=== The task ===
Show the lines of the material that contain the word "PartialEq".

** Opening Entries supplied block **

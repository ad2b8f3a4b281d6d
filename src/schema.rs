use serde::{Deserialize, Serialize};

/// One benchmark's mean execution time as read back from the harness.
///
/// This is the record the dashboard consumes; field names are part of the
/// report format.
#[derive(Debug, Clone, PartialEq, Serialize, Deserialize)]
pub struct BenchmarkResult {
    pub benchmark: String,
    pub mean_ns: f64,
    pub ci_lower: f64,
    pub ci_upper: f64,
}

/// The full `benchmarks.json` document: a bare JSON array of results in
/// discovery order.
#[derive(Debug, Clone, Default, PartialEq, Serialize, Deserialize)]
#[serde(transparent)]
pub struct Report {
    pub results: Vec<BenchmarkResult>,
}

impl Report {
    pub fn fastest(&self) -> Option<&BenchmarkResult> {
        self.results
            .iter()
            .min_by(|a, b| a.mean_ns.total_cmp(&b.mean_ns))
    }

    pub fn slowest(&self) -> Option<&BenchmarkResult> {
        self.results
            .iter()
            .max_by(|a, b| a.mean_ns.total_cmp(&b.mean_ns))
    }
}

impl From<Vec<BenchmarkResult>> for Report {
    fn from(results: Vec<BenchmarkResult>) -> Self {
        Self { results }
    }
}

/// `new/estimates.json` as written by criterion. Only the mean is read; the
/// other statistics in the file are ignored.
#[derive(Debug, Clone, Deserialize)]
pub struct Estimates {
    pub mean: Estimate,
}

#[derive(Debug, Clone, Deserialize)]
pub struct Estimate {
    pub point_estimate: f64,
    pub confidence_interval: ConfidenceInterval,
}

#[derive(Debug, Clone, Deserialize)]
pub struct ConfidenceInterval {
    pub lower_bound: f64,
    pub upper_bound: f64,
}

** Closing Entries supplied block **

=== Response below ===
#[derive(Debug, Clone, PartialEq, Serialize, Deserialize)]
#[derive(Debug, Clone, Default, PartialEq, Serialize, Deserialize)]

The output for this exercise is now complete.